Exercise goal: Reproduce each line of the entries that carries "PeerRegistry".

═══ Supplied entries

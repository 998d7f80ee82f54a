// src/core/ssh_server/listener.rs

//! The embedded SSH server (component H): exec-only sessions authenticated
//! against the Raft-replicated `ClusterSshIdentity` registry, so a peer
//! node can push a backup/replication stream without either side needing
//! a full system `sshd` account.

use crate::core::errors::{FleetError, FleetResult};
use crate::core::model::ClusterSshIdentity;
use crate::core::raft::command::{ClusterSshIdentityAction, Command};
use crate::core::raft::router::CommandRouter;
use crate::core::raft::storage::SqliteRaftStorage;
use russh::server::{Auth, Handler, Msg, Server as _, Session};
use russh::{Channel, ChannelId};
use russh_keys::key::{KeyPair, PublicKey};
use std::process::Stdio;
use std::sync::Arc;
use tokio::io::{AsyncReadExt, AsyncWriteExt};
use tokio::process::Command as TokioCommand;

pub const DEFAULT_PORT: u16 = 8122;
const IDENTITY_PUBLISH_RETRIES: u32 = 5;
const IDENTITY_PUBLISH_DELAY_MS: u64 = 250;

/// Maps a process's exit condition to the code sshd conventionally reports:
/// a clean exit passes its own code through, a signal death reports
/// 128+signal, and a never-waited child reports 1.
fn exit_code_for(status: &std::process::ExitStatus) -> u32 {
    if let Some(code) = status.code() {
        return code as u32;
    }
    #[cfg(unix)]
    {
        use std::os::unix::process::ExitStatusExt;
        if let Some(sig) = status.signal() {
            return 128 + sig as u32;
        }
    }
    1
}

pub struct ClusterSshServerConfig {
    pub bind_port: u16,
    pub host_key: KeyPair,
    pub local_node_uuid: uuid::Uuid,
    pub storage: Arc<SqliteRaftStorage>,
    pub router: Arc<CommandRouter>,
}

#[derive(Clone)]
struct SharedConfig {
    storage: Arc<SqliteRaftStorage>,
}

#[derive(Clone)]
pub struct ClusterSshServer {
    shared: SharedConfig,
}

impl ClusterSshServer {
    pub fn new(storage: Arc<SqliteRaftStorage>) -> Self {
        Self {
            shared: SharedConfig { storage },
        }
    }

    /// Binds and serves forever. Also republishes this node's own SSH
    /// identity once at startup, retrying a handful of times since the
    /// Raft leader may not be elected yet.
    pub async fn run(cfg: ClusterSshServerConfig) -> FleetResult<()> {
        publish_local_identity(&cfg).await?;

        let mut server = ClusterSshServer::new(cfg.storage);
        let russh_config = Arc::new(russh::server::Config {
            keys: vec![cfg.host_key],
            ..Default::default()
        });
        let addr = (std::net::Ipv4Addr::UNSPECIFIED, cfg.bind_port);
        server
            .run_on_address(russh_config, addr)
            .await
            .map_err(|e| FleetError::SshConnectionFailed(e.to_string()))
    }
}

async fn publish_local_identity(cfg: &ClusterSshServerConfig) -> FleetResult<()> {
    let identity = ClusterSshIdentity {
        node_uuid: cfg.local_node_uuid,
        ssh_user: "root".into(),
        ssh_host: local_advertised_host(),
        ssh_port: cfg.bind_port,
        public_key: public_key_line(&cfg.host_key),
    };

    let mut attempt = 0u32;
    loop {
        match cfg
            .router
            .apply(Command::ClusterSshIdentity(ClusterSshIdentityAction::Upsert(identity.clone())))
            .await
        {
            Ok(_) => return Ok(()),
            Err(e) if attempt + 1 >= IDENTITY_PUBLISH_RETRIES => return Err(e),
            Err(_) => {
                attempt += 1;
                tokio::time::sleep(std::time::Duration::from_millis(IDENTITY_PUBLISH_DELAY_MS * attempt as u64)).await;
            }
        }
    }
}

fn local_advertised_host() -> String {
    std::env::var("FLEETKEEPER_ADVERTISE_HOST").unwrap_or_else(|_| "0.0.0.0".into())
}

fn public_key_line(pair: &KeyPair) -> String {
    format!("{} {}", pair.name(), pair.clone_public_key().expect("host keypair has a public half").public_key_base64())
}

impl russh::server::Server for ClusterSshServer {
    type Handler = ClusterSshSession;

    fn new_client(&mut self, _peer_addr: Option<std::net::SocketAddr>) -> ClusterSshSession {
        ClusterSshSession {
            shared: self.shared.clone(),
            authenticated_as: None,
        }
    }
}

pub struct ClusterSshSession {
    shared: SharedConfig,
    authenticated_as: Option<uuid::Uuid>,
}

#[async_trait::async_trait]
impl Handler for ClusterSshSession {
    type Error = FleetError;

    async fn auth_publickey(&mut self, _user: &str, public_key: &PublicKey) -> Result<Auth, Self::Error> {
        let sm = self.shared.storage.state_machine_snapshot().await;
        let offered = public_key.public_key_base64();
        let matched = sm
            .cluster_ssh_identities
            .values()
            .find(|identity| identity.public_key.contains(&offered));

        match matched {
            Some(identity) => {
                self.authenticated_as = Some(identity.node_uuid);
                Ok(Auth::Accept)
            }
            None => Ok(Auth::Reject { proceed_with_methods: None }),
        }
    }

    async fn channel_open_session(&mut self, _channel: Channel<Msg>, session: &mut Session) -> Result<bool, Self::Error> {
        if self.authenticated_as.is_none() {
            return Ok(false);
        }
        let _ = session;
        Ok(true)
    }

    async fn exec_request(&mut self, channel: ChannelId, data: &[u8], session: &mut Session) -> Result<(), Self::Error> {
        if self.authenticated_as.is_none() {
            session.channel_failure(channel);
            return Ok(());
        }
        let command_line = String::from_utf8_lossy(data).into_owned();

        let mut child = TokioCommand::new("/bin/sh")
            .arg("-c")
            .arg(&command_line)
            .stdin(Stdio::piped())
            .stdout(Stdio::piped())
            .stderr(Stdio::piped())
            .spawn()
            .map_err(FleetError::from)?;

        let mut stdout = child.stdout.take().expect("piped stdout");
        let mut stderr = child.stderr.take().expect("piped stderr");
        let handle = session.handle();

        let mut out_buf = [0u8; 8192];
        let mut err_buf = [0u8; 8192];
        loop {
            tokio::select! {
                n = stdout.read(&mut out_buf) => {
                    let n = n.unwrap_or(0);
                    if n == 0 { break; }
                    let _ = handle.data(channel, out_buf[..n].to_vec().into()).await;
                }
                n = stderr.read(&mut err_buf) => {
                    let n = n.unwrap_or(0);
                    if n == 0 { continue; }
                    let _ = handle.extended_data(channel, 1, err_buf[..n].to_vec().into()).await;
                }
                status = child.wait() => {
                    let status = status.map_err(FleetError::from)?;
                    let _ = handle.exit_status_request(channel, exit_code_for(&status)).await;
                    let _ = handle.eof(channel).await;
                    let _ = handle.close(channel).await;
                    return Ok(());
                }
            }
        }

        let status = child.wait().await.map_err(FleetError::from)?;
        let _ = handle.exit_status_request(channel, exit_code_for(&status)).await;
        let _ = handle.eof(channel).await;
        let _ = handle.close(channel).await;
        Ok(())
    }

    async fn data(&mut self, _channel: ChannelId, _data: &[u8], _session: &mut Session) -> Result<(), Self::Error> {
        Ok(())
    }
}

#[cfg(test)]
mod tests {
    use super::exit_code_for;
    use std::process::Command;

    #[test]
    fn clean_exit_passes_code_through() {
        let status = Command::new("/bin/sh").arg("-c").arg("exit 1").status().unwrap();
        assert_eq!(exit_code_for(&status), 1);
    }

    #[test]
    fn success_is_zero() {
        let status = Command::new("/bin/sh").arg("-c").arg("true").status().unwrap();
        assert_eq!(exit_code_for(&status), 0);
    }

    #[cfg(unix)]
    #[test]
    fn sigterm_maps_to_143() {
        let status = Command::new("/bin/sh").arg("-c").arg("kill -TERM $$").status().unwrap();
        assert_eq!(exit_code_for(&status), 143);
    }
}
// src/core/raft/network.rs

//! `RaftNetwork` impl: every RPC is a plain JSON POST to a peer's embedded
//! HTTP API. Peer addresses are looked up from the membership-derived
//! registry kept in [`PeerRegistry`], populated by the health reconciler.

use super::command::Command;
use anyhow::{anyhow, Result};
use async_raft::raft::{
    AppendEntriesRequest, AppendEntriesResponse, InstallSnapshotRequest, InstallSnapshotResponse,
    VoteRequest, VoteResponse,
};
use async_raft::{NodeId, RaftNetwork};
use async_trait::async_trait;
use dashmap::DashMap;
use std::time::Duration;

/// Maps a Raft `NodeId` to the peer's base API URL (`https://host:port`).
#[derive(Debug, Default, Clone)]
pub struct PeerRegistry {
    peers: std::sync::Arc<DashMap<NodeId, String>>,
}

impl PeerRegistry {
    pub fn new() -> Self {
        Self::default()
    }

    pub fn set(&self, node_id: NodeId, base_url: String) {
        self.peers.insert(node_id, base_url);
    }

    pub fn remove(&self, node_id: NodeId) {
        self.peers.remove(&node_id);
    }

    pub fn get(&self, node_id: NodeId) -> Option<String> {
        self.peers.get(&node_id).map(|v| v.clone())
    }
}

pub struct HttpRaftNetwork {
    client: reqwest::Client,
    peers: PeerRegistry,
}

impl HttpRaftNetwork {
    pub fn new(peers: PeerRegistry) -> Self {
        let client = reqwest::Client::builder()
            .timeout(Duration::from_secs(5))
            .danger_accept_invalid_certs(true)
            .build()
            .expect("building raft rpc http client");
        Self { client, peers }
    }

    fn base_url(&self, target: NodeId) -> Result<String> {
        self.peers
            .get(target)
            .ok_or_else(|| anyhow!("no known address for raft peer {target}"))
    }
}

#[async_trait]
impl RaftNetwork<Command> for HttpRaftNetwork {
    async fn append_entries(
        &self,
        target: NodeId,
        rpc: AppendEntriesRequest<Command>,
    ) -> Result<AppendEntriesResponse> {
        let url = format!("{}/internal/raft/append-entries", self.base_url(target)?);
        let resp = self.client.post(url).json(&rpc).send().await?;
        Ok(resp.error_for_status()?.json().await?)
    }

    async fn install_snapshot(
        &self,
        target: NodeId,
        rpc: InstallSnapshotRequest,
    ) -> Result<InstallSnapshotResponse> {
        let url = format!("{}/internal/raft/install-snapshot", self.base_url(target)?);
        let resp = self.client.post(url).json(&rpc).send().await?;
        Ok(resp.error_for_status()?.json().await?)
    }

    async fn vote(&self, target: NodeId, rpc: VoteRequest) -> Result<VoteResponse> {
        let url = format!("{}/internal/raft/vote", self.base_url(target)?);
        let resp = self.client.post(url).json(&rpc).send().await?;
        Ok(resp.error_for_status()?.json().await?)
    }
}
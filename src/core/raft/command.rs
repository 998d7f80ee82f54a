// src/core/raft/command.rs

//! The typed command envelope that is the sole write path into the FSM.
//! Every mutation to Raft-owned state is one of these, serialized into an
//! `async_raft::raft::Entry<Command>` and applied deterministically by
//! [`super::fsm::FleetStateMachine`].

use crate::core::model::{
    BackupJob, BackupTarget, ClusterSshIdentity, DirectoryConfig, Node, Note, ReplicationLease,
    ReplicationPolicy, S3Config,
};
use serde::{Deserialize, Serialize};

/// One write to replicated state. `async_raft::AppData` requires
/// `Serialize + Deserialize + Send + Sync + 'static`, which this satisfies.
#[derive(Debug, Clone, Serialize, Deserialize)]
pub enum Command {
    Node(NodeAction),
    BackupTarget(BackupTargetAction),
    BackupJob(BackupJobAction),
    ReplicationPolicy(ReplicationPolicyAction),
    ReplicationLease(ReplicationLeaseAction),
    ReplicationEvent(ReplicationEventAction),
    ClusterSshIdentity(ClusterSshIdentityAction),
    Note(NoteAction),
    S3Config(S3ConfigAction),
    DirectoryConfig(DirectoryConfigAction),
}

#[derive(Debug, Clone, Serialize, Deserialize)]
pub enum NodeAction {
    Upsert(Node),
    Delete { uuid: uuid::Uuid },
}

#[derive(Debug, Clone, Serialize, Deserialize)]
pub enum BackupTargetAction {
    Create(BackupTarget),
    Update(BackupTarget),
    Delete { id: i64 },
}

#[derive(Debug, Clone, Serialize, Deserialize)]
pub enum BackupJobAction {
    Create(BackupJob),
    Update(BackupJob),
    Delete { id: i64 },
}

#[derive(Debug, Clone, Serialize, Deserialize)]
pub enum ReplicationPolicyAction {
    Create(ReplicationPolicy),
    Update(ReplicationPolicy),
    Delete { id: i64 },
}

#[derive(Debug, Clone, Serialize, Deserialize)]
pub enum ReplicationLeaseAction {
    Upsert(ReplicationLease),
    Delete { policy_id: i64 },
}

#[derive(Debug, Clone, Serialize, Deserialize)]
pub enum ReplicationEventAction {
    Create(crate::core::model::ReplicationEvent),
    Update(crate::core::model::ReplicationEvent),
}

#[derive(Debug, Clone, Serialize, Deserialize)]
pub enum ClusterSshIdentityAction {
    Upsert(ClusterSshIdentity),
    Delete { node_uuid: uuid::Uuid },
}

#[derive(Debug, Clone, Serialize, Deserialize)]
pub enum NoteAction {
    Create(Note),
    Update(Note),
    Delete { id: i64 },
    BulkDelete { ids: Vec<i64> },
}

#[derive(Debug, Clone, Serialize, Deserialize)]
pub enum S3ConfigAction {
    Create(S3Config),
    Delete { id: i64 },
}

#[derive(Debug, Clone, Serialize, Deserialize)]
pub enum DirectoryConfigAction {
    Create(DirectoryConfig),
    Delete { id: i64 },
}

impl Command {
    /// The idempotency key guarding against a double-apply when a client
    /// retries an `Apply` that actually committed but timed out before the
    /// caller saw the response. Keyed on the full serialized content (not
    /// just a type+primary-key tuple): a genuine retry resubmits identical
    /// bytes, while a later legitimate update to the same object (new
    /// health poll, lease renewal, event status transition) always differs
    /// in content and so must not collide with it.
    pub fn idempotency_key(&self) -> String {
        use std::hash::{Hash, Hasher};
        let payload = serde_json::to_string(self).unwrap_or_default();
        let mut hasher = std::collections::hash_map::DefaultHasher::new();
        payload.hash(&mut hasher);
        format!("{:x}", hasher.finish())
    }
}

/// The response returned from `Apply`, satisfying `async_raft::AppDataResponse`.
#[derive(Debug, Clone, Serialize, Deserialize)]
pub struct CommandResponse {
    pub ok: bool,
    pub error: Option<String>,
}

impl CommandResponse {
    pub fn ok() -> Self {
        Self {
            ok: true,
            error: None,
        }
    }

    pub fn err(msg: impl Into<String>) -> Self {
        Self {
            ok: false,
            error: Some(msg.into()),
        }
    }
}
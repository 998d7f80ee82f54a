// src/core/tasks/replication_tick.rs

//! Background loops wrapping the HA replication scheduler: a 5 s tick that
//! self-fences, renews this node's SSH identity, and enqueues due policies,
//! plus a worker that drains pushes onto peer nodes.

use crate::core::capability::GuestLifecycle;
use crate::core::dataset::Dataset;
use crate::core::replication::ReplicationScheduler;
use std::sync::Arc;
use std::time::Duration;
use tokio::sync::broadcast;
use tracing::{debug, error, info};

const TICK_INTERVAL: Duration = Duration::from_secs(5);
const DRAIN_IDLE_BACKOFF: Duration = Duration::from_millis(500);

pub struct ReplicationTickTask<D: Dataset, G: GuestLifecycle> {
    scheduler: Arc<ReplicationScheduler<D, G>>,
}

impl<D: Dataset, G: GuestLifecycle> ReplicationTickTask<D, G> {
    pub fn new(scheduler: Arc<ReplicationScheduler<D, G>>) -> Self {
        Self { scheduler }
    }

    pub async fn run(self, mut shutdown_rx: broadcast::Receiver<()>) {
        info!("replication scheduler tick started");
        let mut interval = tokio::time::interval(TICK_INTERVAL);
        loop {
            tokio::select! {
                _ = interval.tick() => {
                    if let Err(e) = self.scheduler.tick().await {
                        error!(error = %e, "replication scheduler tick failed");
                    }
                }
                _ = shutdown_rx.recv() => {
                    info!("replication scheduler tick shutting down");
                    return;
                }
            }
        }
    }
}

pub struct ReplicationDrainWorker<D: Dataset, G: GuestLifecycle> {
    scheduler: Arc<ReplicationScheduler<D, G>>,
}

impl<D: Dataset, G: GuestLifecycle> ReplicationDrainWorker<D, G> {
    pub fn new(scheduler: Arc<ReplicationScheduler<D, G>>) -> Self {
        Self { scheduler }
    }

    pub async fn run(self, mut shutdown_rx: broadcast::Receiver<()>) {
        info!("replication drain worker started");
        loop {
            tokio::select! {
                result = self.scheduler.drain_one() => {
                    match result {
                        Ok(true) => continue,
                        Ok(false) => tokio::time::sleep(DRAIN_IDLE_BACKOFF).await,
                        Err(e) => {
                            error!(error = %e, "replication drain worker failed");
                            tokio::time::sleep(DRAIN_IDLE_BACKOFF).await;
                        }
                    }
                }
                _ = shutdown_rx.recv() => {
                    debug!("replication drain worker shutting down");
                    return;
                }
            }
        }
    }
}
// src/core/capability.rs

//! Narrow capability interfaces that keep the restore and replication
//! engines free of hypervisor/container specifics. Nothing in `core`
//! spawns a jail or a VM directly; it calls through one of these.

use crate::core::errors::FleetResult;
use crate::core::model::GuestType;
use async_trait::async_trait;
use serde_json::Value;

/// Start/stop/liveness for a single guest, independent of jail vs VM.
#[async_trait]
pub trait GuestLifecycle: Send + Sync {
    async fn start(&self, guest_type: GuestType, guest_id: u64) -> FleetResult<()>;
    async fn stop(&self, guest_type: GuestType, guest_id: u64) -> FleetResult<()>;
    async fn is_inactive(&self, guest_type: GuestType, guest_id: u64) -> FleetResult<bool>;
}

/// Builds (or rebuilds) a guest's own config object from the on-disk
/// metadata pulled alongside a restored dataset (`jail.json` / `vm.json`).
#[async_trait]
pub trait GuestMetadataBuilder: Send + Sync {
    async fn create_config(&self, guest_type: GuestType, metadata: &Value) -> FleetResult<()>;
}

/// Reconciles network-object/switch rows referenced by restored guest
/// metadata; the restore engine never touches network tables directly.
#[async_trait]
pub trait NetworkSync: Send + Sync {
    async fn sync_standard_switches(&self, guest_type: GuestType, guest_id: u64) -> FleetResult<()>;
}

#[cfg(test)]
pub mod mock {
    use super::*;
    use parking_lot::Mutex;

    #[derive(Default)]
    pub struct MockGuestLifecycle {
        pub started: Mutex<Vec<(GuestType, u64)>>,
        pub stopped: Mutex<Vec<(GuestType, u64)>>,
        pub inactive: Mutex<std::collections::HashSet<(GuestType, u64)>>,
    }

    #[async_trait]
    impl GuestLifecycle for MockGuestLifecycle {
        async fn start(&self, guest_type: GuestType, guest_id: u64) -> FleetResult<()> {
            self.started.lock().push((guest_type, guest_id));
            self.inactive.lock().remove(&(guest_type, guest_id));
            Ok(())
        }

        async fn stop(&self, guest_type: GuestType, guest_id: u64) -> FleetResult<()> {
            self.stopped.lock().push((guest_type, guest_id));
            self.inactive.lock().insert((guest_type, guest_id));
            Ok(())
        }

        async fn is_inactive(&self, guest_type: GuestType, guest_id: u64) -> FleetResult<bool> {
            Ok(self.inactive.lock().contains(&(guest_type, guest_id)))
        }
    }
}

══════

Response box:
//! registry kept in [`PeerRegistry`], populated by the health reconciler.
pub struct PeerRegistry {
impl PeerRegistry {
    peers: PeerRegistry,
    pub fn new(peers: PeerRegistry) -> Self {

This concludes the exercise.